Assignment:
Looking at the entries, say how many lines contain the string "index". Offer nothing besides the number.

--- START ---

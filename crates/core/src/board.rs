//! Board module - manages the game grid
//!
//! The board is a 10x20 grid where each cell can be empty or filled with a piece kind.
//! Uses a flat array for better cache locality and zero-allocation.
//! Coordinates: (x, y) where x ranges 0..9 (left to right), y ranges 0..19 (top to bottom).
//! Rows above the board (y < 0) are never stored; they only appear transiently
//! while a freshly spawned piece falls into view, and always count as empty.

use arrayvec::ArrayVec;

use crate::piece::Piece;
use crate::types::{Cell, PieceKind, BOARD_HEIGHT, BOARD_WIDTH};

/// Total number of cells on the board
const BOARD_SIZE: usize = (BOARD_WIDTH as usize) * (BOARD_HEIGHT as usize);

/// Original row indices removed by one [`Board::clear_full_rows`] call,
/// listed bottom to top.
pub type ClearedRows = ArrayVec<u8, { BOARD_HEIGHT as usize }>;

/// The game board - 10 columns x 20 rows using flat array storage
#[derive(Debug, Clone, PartialEq)]
pub struct Board {
    /// Flat array of cells, row-major order (y * WIDTH + x)
    cells: [Cell; BOARD_SIZE],
}

impl Board {
    /// Create a new empty board
    pub fn new() -> Self {
        Self {
            cells: [None; BOARD_SIZE],
        }
    }

    /// Calculate flat index from (x, y) coordinates
    #[inline(always)]
    fn index(x: i8, y: i8) -> Option<usize> {
        if x < 0 || x >= BOARD_WIDTH as i8 || y < 0 || y >= BOARD_HEIGHT as i8 {
            return None;
        }
        Some((y as usize) * (BOARD_WIDTH as usize) + (x as usize))
    }

    /// Get width of the board
    pub fn width(&self) -> u8 {
        BOARD_WIDTH
    }

    /// Get height of the board
    pub fn height(&self) -> u8 {
        BOARD_HEIGHT
    }

    /// Get cell at position (x, y)
    /// Returns None if out of bounds
    pub fn get(&self, x: i8, y: i8) -> Option<Cell> {
        Self::index(x, y).map(|idx| self.cells[idx])
    }

    /// Set cell at position (x, y)
    /// Returns false if out of bounds
    pub fn set(&mut self, x: i8, y: i8, cell: Cell) -> bool {
        match Self::index(x, y) {
            Some(idx) => {
                self.cells[idx] = cell;
                true
            }
            None => false,
        }
    }

    /// Check if position is occupied (within bounds and filled)
    pub fn is_occupied(&self, x: i8, y: i8) -> bool {
        matches!(self.get(x, y), Some(Some(_)))
    }

    /// Fill an entire row with one kind (handy for tests and demos)
    pub fn fill_row(&mut self, y: i8, kind: PieceKind) {
        for x in 0..BOARD_WIDTH as i8 {
            self.set(x, y, Some(kind));
        }
    }

    /// Check if a row is completely filled
    pub fn is_row_full(&self, y: usize) -> bool {
        self.row(y)
            .map(|row| row.iter().all(|cell| cell.is_some()))
            .unwrap_or(false)
    }

    /// Check if a row is completely empty
    pub fn is_row_empty(&self, y: usize) -> bool {
        self.row(y)
            .map(|row| row.iter().all(|cell| cell.is_none()))
            .unwrap_or(false)
    }

    /// Borrow one row of cells
    pub fn row(&self, y: usize) -> Option<&[Cell]> {
        if y >= BOARD_HEIGHT as usize {
            return None;
        }
        let start = y * BOARD_WIDTH as usize;
        Some(&self.cells[start..start + BOARD_WIDTH as usize])
    }

    /// Whether `piece` overlaps a wall, the floor or a filled cell.
    ///
    /// Cells above row 0 never collide with board content, but they still
    /// collide with the side walls.
    pub fn collides(&self, piece: &Piece) -> bool {
        piece.cells().any(|(x, y)| {
            if x < 0 || x >= BOARD_WIDTH as i8 || y >= BOARD_HEIGHT as i8 {
                return true;
            }
            y >= 0 && self.is_occupied(x, y)
        })
    }

    /// Write the piece into the board at its current position.
    ///
    /// Returns `true` when any cell sat above row 0; those cells are dropped
    /// and the caller must treat the lock as a fatal overflow.
    pub fn merge(&mut self, piece: &Piece) -> bool {
        let mut overflowed = false;
        for (x, y) in piece.cells() {
            if y < 0 {
                overflowed = true;
                continue;
            }
            self.set(x, y, Some(piece.kind));
        }
        overflowed
    }

    /// Remove every full row and let the rows above fall.
    ///
    /// Scans bottom to top. After a removal the same index is checked again,
    /// since the row above has just shifted into it. Returns the original
    /// indices of the removed rows; its length is the cleared count.
    pub fn clear_full_rows(&mut self) -> ClearedRows {
        let mut cleared = ClearedRows::new();
        let mut y = BOARD_HEIGHT as usize;

        while y > 0 {
            let row = y - 1;
            if self.is_row_full(row) {
                // Every removal so far shifted this row down by one.
                cleared.push((row - cleared.len()) as u8);
                self.remove_row(row);
            } else {
                y -= 1;
            }
        }

        cleared
    }

    /// Remove row `y`, shift all rows above it down and empty the top row
    fn remove_row(&mut self, y: usize) {
        let width = BOARD_WIDTH as usize;
        self.cells.copy_within(0..y * width, width);
        for cell in &mut self.cells[..width] {
            *cell = None;
        }
    }

    /// Get a reference to the internal cells array
    pub fn cells(&self) -> &[Cell] {
        &self.cells
    }

    /// Copy the board into a row-major grid (for snapshots)
    pub fn write_grid(&self, out: &mut [[Cell; BOARD_WIDTH as usize]; BOARD_HEIGHT as usize]) {
        for (y, row) in out.iter_mut().enumerate() {
            let start = y * BOARD_WIDTH as usize;
            row.copy_from_slice(&self.cells[start..start + BOARD_WIDTH as usize]);
        }
    }

    /// Clear the entire board
    pub fn clear(&mut self) {
        self.cells.fill(None);
    }
}

impl Default for Board {
    fn default() -> Self {
        Self::new()
    }
}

--- END ---

Output of the exercise:
5